Of two minds, I mirror the two sorts of audience this book's twenty-four translations have sought: "students" and "readers" (p. 5), those for whom the scholarly content and apparatus may be of interest and those hopefully many more who wish to become better, to become virtuous. Although "students" will not find sustained engagement with this book rewarding, its bright virtues will raise "readerly" smiles among them.

Reasons for Small's great popularity since its 1995 PUF release derive not from essaying eighteen virtues in its eighteen chapters. Its allure is its dance with love's piquant absences, a dance with virtues as "feeble approximations of love" (p. 98). Indeed, chapter 1 teaches that politeness "is not a virtue but a simulacrum that imitates virtue (in adults) and paves the way for it (in children)" (p. 13). And since love, "the alpha and omega of all virtue" (p. 226), is not itself clearly a virtue, then perhaps at most fifteen virtues are treated. For as all readers will pleasurably discover, purity (chapter 14) is really refractions of love's qualities.

The virtues are multiply interconnected, not unified as Socrates thought. This idea finds graceful expression, among other places, at the conclusion of "Generosity" (chapter 7). "Combined with courage, it turns out to be heroism. Joined by justice, it becomes equity. Coupled with compassion, it becomes benevolence. In league with mercy, it becomes leniency" (p. 102).

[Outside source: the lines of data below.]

//! Purchase-option bridge front-end
//!
//! The PurchaseOptionBridge is responsible for:
//! - Starting one observation session per connected host element
//! - Tearing sessions down on disconnect (and before any rebind)
//! - Applying the reconnect policy to hosts whose discovery budget ran out
//! - Forwarding monitoring events to the embedder
//!
//! ## Architecture
//!
//! ```text
//!                       connect / disconnect
//!                               │
//!                               ▼
//!                   ┌───────────────────────┐
//!                   │ PurchaseOptionBridge  │
//!                   └───────────────────────┘
//!                               │ one task per host
//!                               ▼
//!                   ┌───────────────────────┐
//!   DomSensor ─────▶│  ObservationSession   │─────▶ EventDispatcher
//!   (records)       └───────────────────────┘       (domain events)
//!                               │
//!                               ▼
//!                        BridgeEvent channel
//!                          (monitoring)
//! ```
//!
//! ## Event Flow
//!
//! 1. Host connected, session spawned
//! 2. Session discovers the widget boundary (bounded retry)
//! 3. Boundary mutations trigger extraction
//! 4. Changed state is synthesized into domain events and dispatched
//! 5. Monitoring events are emitted for every lifecycle step

use serde::Serialize;
use std::collections::{HashMap, HashSet};
use std::sync::Arc;
use tokio::sync::{Mutex, mpsc, oneshot};
use tokio::task::JoinHandle;
use tracing::{Instrument, debug, info, info_span, warn};

use crate::config::{BridgeConfig, ReconnectPolicy};
use crate::error::Result;
use crate::events::ChangeType;
use crate::session::ObservationSession;
use crate::traits::{DomSensor, EventDispatcher, NodeId};

/// Monitoring events emitted by the bridge
#[derive(Debug, Clone, PartialEq, Eq, Serialize)]
#[serde(tag = "event", rename_all = "snake_case")]
pub enum BridgeEvent {
    /// A session was spawned for a host
    SessionStarted { host: NodeId },

    /// A discovery probe is about to run
    DiscoveryAttempt { host: NodeId, attempt: u32 },

    /// No widget host element yet; watching the host subtree
    AwaitingWidgetHost { host: NodeId },

    /// The widget boundary was located and observers attached
    Bound {
        host: NodeId,
        widget_host: NodeId,
        attempts: u32,
    },

    /// The discovery budget ran out; the session is now inert
    DiscoveryExhausted { host: NodeId, attempts: u32 },

    /// The first price-bearing marker appeared
    ContentReady { host: NodeId, initial_check: bool },

    /// State extraction failed; nothing was dispatched for this cycle
    ExtractionFailed { host: NodeId, error: String },

    /// A SelectionChanged event was dispatched
    SelectionDispatched {
        host: NodeId,
        selected: NodeId,
        change_type: ChangeType,
    },

    /// A VariantUpdated event was dispatched
    VariantDispatched { host: NodeId, form: NodeId },

    /// A session ended and released its watchers
    SessionStopped {
        host: NodeId,
        outcome: SessionOutcome,
    },
}

/// Why a session ended
#[derive(Debug, Clone, Copy, PartialEq, Eq, Serialize)]
#[serde(rename_all = "snake_case")]
pub enum SessionOutcome {
    /// Host disconnected (or the bridge was dropped)
    Disconnected,
    /// Boundary never located within the retry budget
    DiscoveryExhausted,
    /// Every observer stream ended
    WatchersClosed,
}

/// Emit a monitoring event without blocking
///
/// A full channel drops the event with a warning; a closed channel means
/// nobody is listening and the event is dropped silently.
pub(crate) fn emit_event(tx: &mpsc::Sender<BridgeEvent>, event: BridgeEvent) {
    match tx.try_send(event) {
        Ok(()) => {}
        Err(mpsc::error::TrySendError::Full(event)) => {
            warn!(
                event = ?event,
                "Event channel full, dropping event. Consider increasing event_channel_capacity."
            );
        }
        Err(mpsc::error::TrySendError::Closed(_)) => {}
    }
}

struct SessionHandle {
    shutdown_tx: oneshot::Sender<()>,
    join: JoinHandle<SessionOutcome>,
}

#[derive(Default)]
struct Registry {
    sessions: HashMap<NodeId, SessionHandle>,
    /// Hosts whose last session exhausted its discovery budget
    exhausted: HashSet<NodeId>,
}

/// Bridge between a third-party purchase-option widget and host UI
///
/// ## Lifecycle
///
/// 1. Create with [`PurchaseOptionBridge::new()`]
/// 2. [`connect`](Self::connect) each host element
/// 3. [`disconnect`](Self::disconnect) hosts as they leave the document
/// 4. [`shutdown`](Self::shutdown) (or drop) to stop every session
///
/// ## Threading
///
/// Each host is observed by its own tokio task. The bridge itself is
/// `Send + Sync` and can be shared behind an `Arc`.
pub struct PurchaseOptionBridge {
    sensor: Arc<dyn DomSensor>,
    dispatcher: Arc<dyn EventDispatcher>,
    config: BridgeConfig,
    registry: Mutex<Registry>,
    event_tx: mpsc::Sender<BridgeEvent>,
}

impl PurchaseOptionBridge {
    /// Create a new bridge
    ///
    /// # Parameters
    ///
    /// - `sensor`: View of the host document
    /// - `dispatcher`: Host event bus
    /// - `config`: Bridge configuration
    ///
    /// # Returns
    ///
    /// A tuple of (bridge, event_receiver) where event_receiver yields
    /// monitoring events
    pub fn new(
        sensor: Arc<dyn DomSensor>,
        dispatcher: Arc<dyn EventDispatcher>,
        config: BridgeConfig,
    ) -> Result<(Self, mpsc::Receiver<BridgeEvent>)> {
        config.validate()?;

        let (tx, rx) = mpsc::channel(config.engine.event_channel_capacity);

        let bridge = Self {
            sensor,
            dispatcher,
            config,
            registry: Mutex::new(Registry::default()),
            event_tx: tx,
        };

        Ok((bridge, rx))
    }

    /// Start observing `host`
    ///
    /// Any session already bound to `host` is torn down first, so a host
    /// never has more than one session.
    ///
    /// # Returns
    ///
    /// `false` when the reconnect policy keeps the host failed
    pub async fn connect(&self, host: NodeId) -> bool {
        let mut registry = self.registry.lock().await;

        if let Some(previous) = registry.sessions.remove(&host) {
            debug!(host = %host, "rebinding host, tearing down previous session");
            let outcome = stop_session(host, previous).await;
            registry.record(host, outcome);
        }

        if self.config.discovery.reconnect == ReconnectPolicy::RemainFailed
            && registry.exhausted.contains(&host)
        {
            info!(host = %host, "discovery previously exhausted, host remains failed");
            return false;
        }
        registry.exhausted.remove(&host);

        let session = ObservationSession::new(
            host,
            Arc::clone(&self.sensor),
            Arc::clone(&self.dispatcher),
            &self.config,
            self.event_tx.clone(),
        );
        let (shutdown_tx, shutdown_rx) = oneshot::channel();
        let join = tokio::spawn(
            session
                .run(shutdown_rx)
                .instrument(info_span!("session", host = %host)),
        );

        registry
            .sessions
            .insert(host, SessionHandle { shutdown_tx, join });
        true
    }

    /// Stop observing `host`
    ///
    /// Returns once the session has disconnected all of its watchers.
    ///
    /// # Returns
    ///
    /// How the session ended, or `None` if `host` was not connected
    pub async fn disconnect(&self, host: NodeId) -> Option<SessionOutcome> {
        let mut registry = self.registry.lock().await;
        let handle = registry.sessions.remove(&host)?;
        let outcome = stop_session(host, handle).await;
        registry.record(host, outcome);
        outcome
    }

    /// Disconnect every host
    pub async fn shutdown(&self) {
        let mut registry = self.registry.lock().await;
        let sessions: Vec<_> = registry.sessions.drain().collect();
        info!(count = sessions.len(), "shutting down bridge");
        for (host, handle) in sessions {
            let outcome = stop_session(host, handle).await;
            registry.record(host, outcome);
        }
    }

    /// Whether a session exists for `host`
    ///
    /// A session whose discovery budget ran out still counts until the host
    /// is disconnected.
    pub async fn is_connected(&self, host: NodeId) -> bool {
        self.registry.lock().await.sessions.contains_key(&host)
    }

    /// Hosts with a session, in node order
    pub async fn connected_hosts(&self) -> Vec<NodeId> {
        let registry = self.registry.lock().await;
        let mut hosts: Vec<NodeId> = registry.sessions.keys().copied().collect();
        hosts.sort();
        hosts
    }

    /// Active configuration
    pub fn config(&self) -> &BridgeConfig {
        &self.config
    }
}

impl Registry {
    fn record(&mut self, host: NodeId, outcome: Option<SessionOutcome>) {
        if outcome == Some(SessionOutcome::DiscoveryExhausted) {
            self.exhausted.insert(host);
        }
    }
}

/// Signal a session and wait for its teardown
async fn stop_session(host: NodeId, handle: SessionHandle) -> Option<SessionOutcome> {
    // Err means the session already ended on its own
    let _ = handle.shutdown_tx.send(());
    match handle.join.await {
        Ok(outcome) => Some(outcome),
        Err(e) => {
            warn!(host = %host, error = %e, "session task failed");
            None
        }
    }
}

#[cfg(test)]
mod tests {
    use super::*;

    #[test]
    fn monitoring_events_serialize_with_tag() {
        let event = BridgeEvent::SessionStopped {
            host: NodeId::new(4),
            outcome: SessionOutcome::DiscoveryExhausted,
        };
        let value = serde_json::to_value(&event).unwrap();
        assert_eq!(value["event"], "session_stopped");
        assert_eq!(value["host"], 4);
        assert_eq!(value["outcome"], "discovery_exhausted");
    }

    #[tokio::test]
    async fn full_channel_drops_without_blocking() {
        let (tx, mut rx) = mpsc::channel(1);
        emit_event(&tx, BridgeEvent::SessionStarted { host: NodeId::new(1) });
        emit_event(&tx, BridgeEvent::SessionStarted { host: NodeId::new(2) });

        assert_eq!(
            rx.recv().await,
            Some(BridgeEvent::SessionStarted { host: NodeId::new(1) })
        );
        assert!(rx.try_recv().is_err());
    }

    #[test]
    fn invalid_config_is_rejected() {
        let mut config = BridgeConfig::default();
        config.engine.event_channel_capacity = 0;
        let (dispatcher, _bus) = crate::traits::ChannelDispatcher::new();

        let result = PurchaseOptionBridge::new(
            Arc::new(crate::dom::MemoryDom::new()),
            Arc::new(dispatcher),
            config,
        );
        assert!(result.is_err());
    }
}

And chap-ter 9's mercy? "Because hatred is a sadness, mercy (like the process of mourning, which it resembles and might even require, since to forgive is to bid farewell to our hatred) is on the side of joy. When it is not yet joyous, it is forgiveness; when it already is, it is love" (p. 131). Simone Weil's meditations on God's absence, or "withdrawal," occasion insights into authentic parental love. [End Page 475] God does not fill the world since "were he to do so, there would be only God and no world"; similarly, "more often than one might think, parents withdraw, step back, cede their space to their children, and refrain from exercising all the power at their disposal. Why? Because they love them" (p. 274).

Unfortunately, love's flowers, potted in this garden of Adonis (Phaedrus 276b), must contend with "student" scrutiny from without and a suffocating lack of concision from within. This "student's" efforts failed to disentangle ambivalences about the loving ego in the long, concluding love chapter. Organized into three sections—eros, philia, agape—the first has no patience for subtleties of the Symposium's eros. "Have I begged the question? . . . So be it," since Plato confuses "love—in all its forms—with [ego's] want" (p. 243). Philia "is a different way of [ego's] possessing, of enjoying" (p. 277). Finally, agape, universal and disinterested love, is simply one's genuine conatus, one's true power of existing (pp. 270f). So ego loves three ways—desire, possession, power—but each is about ego. Eros "usually" (p. 262) intermixes with philia: "we are forever hesitating, oscillating, fluctuating between the two affects [desire and joy] and the two truths (Plato's and Spinoza's), between want and capacity, hope and gratitude, passion and action, religion and wisdom, between the love that desires only what it does not have and wants to possess (ero \ s), and the love [philia] that, since it desires only what is, has everything it desires and finds pleasure and joy in it" (p. 253). Nevertheless, philia without excess Platonic eros is about and for ego, not alter. For the friend per se gives ego joy: ego's joy is the definiens of philia (pp. 249ff). Disconcertingly, there are a few contrary formulations of philia as loving "the other for the other's benefit" (p. 262). If "metaphysics is the...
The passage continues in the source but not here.